### Input ###
use crate::bounding_volume::IndexBox;
use crate::grid::{Filter, Grid};
use crate::math::{Real, Vector};
use crate::query::{IntervalIterator, IteratorState, Ray, ValueSelector};
use crate::utils::{self, ValueRange};
use arrayvec::ArrayVec;

/// Upper bound, in bytes, of the size of a [`HitIterator`].
pub const HIT_ITERATOR_MAX_SIZE: usize = 1024;

/// The default parametric tolerance of hit locations.
pub const DEFAULT_HIT_EPSILON: Real = 1.0e-4;

static_assertions::const_assert!(
    size_of::<HitIterator<'static>>() <= HIT_ITERATOR_MAX_SIZE
);

/// A point where a ray crosses an isovalue.
#[derive(Copy, Clone, Debug, PartialEq)]
#[cfg_attr(feature = "serde-serialize", derive(Serialize, Deserialize))]
pub struct Hit {
    /// The ray parameter of the crossing.
    pub t: Real,
    /// The isovalue that was crossed.
    pub sample: Real,
    /// Half the width of the parametric range known to contain the crossing.
    pub epsilon: Real,
}

/// Finds the crossings of a set of isovalues along a ray, in increasing order.
///
/// The ray is split into the voxels reported by an [`IntervalIterator`], empty ones
/// included. A section of the ray is only searched if the cells its samples read may hold
/// an isovalue, background included: with trilinear filtering, the field one index unit
/// before a leaf already depends on it. Searched sections are marched with a fixed step;
/// the first sign change of `sample - isovalue` is then refined by bisection.
///
/// # Example
///
/// ```
/// use vdbtrace::grid::{DataBuffer, GridBuilder, GridLayout};
/// use vdbtrace::math::{Point, Vector};
/// use vdbtrace::query::{HitIterator, Ray, ValueSelector};
/// use vdbtrace::utils::ValueRange;
///
/// // One dense 4x4x4 leaf holding the x coordinate of each voxel.
/// let values: Vec<f32> = (0..64).map(|i| (i >> 4) as f32).collect();
/// let grid = GridBuilder::new(GridLayout::new([2, 2, 2, 2]).unwrap())
///     .build(&[3], &[[0, 0, 0]], &[1], &[DataBuffer::from(values)])
///     .unwrap();
///
/// let ray = Ray::new(Point::new(-1.0, 1.5, 1.5), Vector::x());
/// let isovalues = ValueSelector::from_values([1.5]);
/// let hits: Vec<_> =
///     HitIterator::new(&grid, &ray, ValueRange::new(0.0, 100.0), &isovalues).collect();
///
/// assert!((hits[0].t - 2.5).abs() < 1.0e-3);
/// ```
#[derive(Clone, Debug)]
pub struct HitIterator<'a> {
    intervals: IntervalIterator<'a>,
    isovalues: &'a [Real],
    filter: Filter,
    step_scale: Real,
    hit_epsilon: Real,
    // The ray in index space, and the parametric length of one index unit along it.
    ray: Ray,
    delta_t: Real,
    // Sections of the ray left to check, the last one first.
    pending: ArrayVec<ValueRange, 2>,
    // The section after the last voxel, where the field still reads the grid.
    lead_out: Option<ValueRange>,
    // The section being marched, and the parameter the march resumes from.
    current: Option<ValueRange>,
    t: Real,
    last_hit_t: Real,
    exhausted: bool,
}

impl<'a> HitIterator<'a> {
    /// An iterator over the crossings of `selector`'s values by the object-space `ray` with
    /// parameters in `t_range`.
    pub fn new(
        grid: &'a Grid,
        ray: &Ray,
        t_range: ValueRange,
        selector: &'a ValueSelector,
    ) -> Self {
        let intervals = IntervalIterator::new(grid, ray, t_range, None);
        let isovalues = selector.values();
        let index_ray = ray.transform_by(grid.object_to_index());
        let mut pending = ArrayVec::new();
        let mut lead_out = None;

        let exhausted = isovalues.is_empty()
            || grid.is_empty()
            || ray.is_degenerate()
            || index_ray.is_degenerate();

        if !exhausted {
            // Trilinear samples up to one unit below the lowest cell read it.
            let mut shell = grid.index_bounds().to_aabb();
            shell.mins -= Vector::repeat(1.0);

            if let Some((t0, t1)) = shell.clip_line_parameters(&index_ray.origin, &index_ray.dir)
            {
                let outer = ValueRange::new(t0.max(t_range.lower), t1.min(t_range.upper));
                match intervals.clipped_t_range() {
                    Some(inner) => {
                        lead_out = Some(ValueRange::new(inner.upper, outer.upper));
                        pending.push(ValueRange::new(outer.lower, inner.lower));
                    }
                    None => pending.push(outer),
                }
            }
        }

        Self {
            intervals,
            isovalues,
            filter: Filter::default(),
            step_scale: 1.0,
            hit_epsilon: DEFAULT_HIT_EPSILON,
            ray: index_ray,
            delta_t: 1.0 / index_ray.dir.norm(),
            pending,
            lead_out,
            current: None,
            t: 0.0,
            last_hit_t: Real::NEG_INFINITY,
            exhausted,
        }
    }

    /// Sets the filter used to sample the grid.
    pub fn with_filter(mut self, filter: Filter) -> Self {
        self.filter = filter;
        self
    }

    /// Sets the marching step, relative to the parametric size of one index unit.
    ///
    /// Crossings closer to each other than one step may be missed.
    pub fn with_step_scale(mut self, step_scale: Real) -> Self {
        self.step_scale = step_scale;
        self
    }

    /// Sets the parametric tolerance of hit locations.
    pub fn with_hit_epsilon(mut self, hit_epsilon: Real) -> Self {
        self.hit_epsilon = hit_epsilon;
        self
    }

    /// The state of the search.
    pub fn state(&self) -> IteratorState {
        if self.exhausted {
            IteratorState::Exhausted
        } else {
            IteratorState::Active
        }
    }

    #[inline]
    fn epsilon(&self, t: Real) -> Real {
        self.hit_epsilon.max(4.0 * Real::EPSILON * t.abs())
    }

    #[inline]
    fn sample(&self, t: Real) -> Real {
        let pt = self.ray.point_at(t);
        self.intervals.grid().sample_index(&pt, self.filter)
    }

    /// Splits the next voxel along the ray into the sections that may differ from the
    /// background, or takes the lead-out once voxels are exhausted.
    fn advance_span(&mut self) -> bool {
        let Some(span) = self.intervals.next_span() else {
            let Some(lead_out) = self.lead_out.take() else {
                return false;
            };
            self.pending.push(lead_out);
            return true;
        };
        let t_range = span.interval.t_range;

        if !span.empty {
            self.pending.push(t_range);
            return true;
        }

        // Samples farther than one unit from the upper faces of an empty voxel only read
        // its own cells.
        let (mut inner_lower, mut inner_upper) = (Real::NEG_INFINITY, Real::INFINITY);
        for i in 0..3 {
            let (o, d) = (self.ray.origin[i], self.ray.dir[i]);
            let face = (span.cells.upper[i] as Real - 1.0 - o) / d;
            if d > 0.0 {
                inner_upper = inner_upper.min(face);
            } else if d < 0.0 {
                inner_lower = inner_lower.max(face);
            } else if o >= span.cells.upper[i] as Real - 1.0 {
                inner_upper = Real::NEG_INFINITY;
            }
        }

        let eps = self.epsilon(t_range.lower).max(self.epsilon(t_range.upper));
        let lower = t_range.lower.max(inner_lower + eps);
        let upper = t_range.upper.min(inner_upper - eps);
        if lower < upper {
            self.pending.push(ValueRange::new(upper, t_range.upper));
            self.pending.push(ValueRange::new(t_range.lower, lower));
        } else {
            self.pending.push(t_range);
        }

        true
    }

    /// Bounds on the values sampled between `section.lower` and `section.upper`.
    fn sampled_range(&self, section: &ValueRange) -> ValueRange {
        let a = self.ray.point_at(section.lower);
        let b = self.ray.point_at(section.upper);
        let lower = a.coords.inf(&b.coords).map(|x| x.floor() as i32);
        let upper = a.coords.sup(&b.coords).map(|x| (x.floor() as i32).saturating_add(2));
        self.intervals
            .grid()
            .value_range_in(&IndexBox::new(lower.into(), upper.into()))
    }

    /// Marches `[self.t, section.upper]` looking for the first crossing.
    fn search(&mut self, section: &ValueRange) -> Option<Hit> {
        let t_end = section.upper;
        let step = (self.delta_t * self.step_scale).max(self.epsilon(t_end));

        let mut t0 = self.t;
        let mut f0 = self.sample(t0);

        while t0 < t_end {
            let t1 = (t0 + step).min(t_end);
            let f1 = self.sample(t1);
            let mut best: Option<(ValueRange, Real)> = None;

            for iso in self.isovalues {
                let fa = f0 - iso;
                let fb = f1 - iso;

                if fa != 0.0 && utils::brackets_zero(fa, fb) {
                    let bracket = utils::bisect_root(
                        |t| self.sample(t) - iso,
                        t0,
                        fa,
                        t1,
                        self.hit_epsilon,
                        utils::DEFAULT_MAX_BISECTIONS,
                    );

                    let closer = match best {
                        Some((b, _)) => bracket.midpoint() < b.midpoint(),
                        None => true,
                    };
                    if closer {
                        best = Some((bracket, *iso));
                    }
                }
            }

            if let Some((bracket, iso)) = best {
                let t = bracket.midpoint();
                if t > self.last_hit_t {
                    self.last_hit_t = t;
                    self.t = t + self.epsilon(t);
                    return Some(Hit {
                        t,
                        sample: iso,
                        epsilon: (bracket.width() * 0.5).max(self.epsilon(t)),
                    });
                }
            }

            t0 = t1;
            f0 = f1;
        }

        None
    }

    /// Reports the next crossing along the ray.
    ///
    /// Returns `None` once the whole ray was searched, and on every call after that.
    pub fn next_hit(&mut self) -> Option<Hit> {
        while !self.exhausted {
            if let Some(section) = self.current {
                if let Some(hit) = self.search(&section) {
                    if self.t >= section.upper {
                        self.current = None;
                    }
                    return Some(hit);
                }
                self.current = None;
                continue;
            }

            if let Some(section) = self.pending.pop() {
                let range = self.sampled_range(&section);
                if section.lower < section.upper
                    && self.isovalues.iter().any(|v| range.contains(*v))
                {
                    let resume = self.last_hit_t + self.epsilon(self.last_hit_t);
                    self.t = section.lower.max(resume);
                    if self.t < section.upper {
                        self.current = Some(section);
                    }
                }
                continue;
            }

            if !self.advance_span() {
                self.exhausted = true;
            }
        }

        None
    }
}

impl Iterator for HitIterator<'_> {
    type Item = Hit;

    #[inline]
    fn next(&mut self) -> Option<Hit> {
        self.next_hit()
    }
}

impl core::iter::FusedIterator for HitIterator<'_> {}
###
Brief> Nothing but the lines from the one containing "type Item = Hit;" through the end of the entries belongs in the answer; repeat them exactly.

Written reply>
    type Item = Hit;

    #[inline]
    fn next(&mut self) -> Option<Hit> {
        self.next_hit()
    }
}

impl core::iter::FusedIterator for HitIterator<'_> {}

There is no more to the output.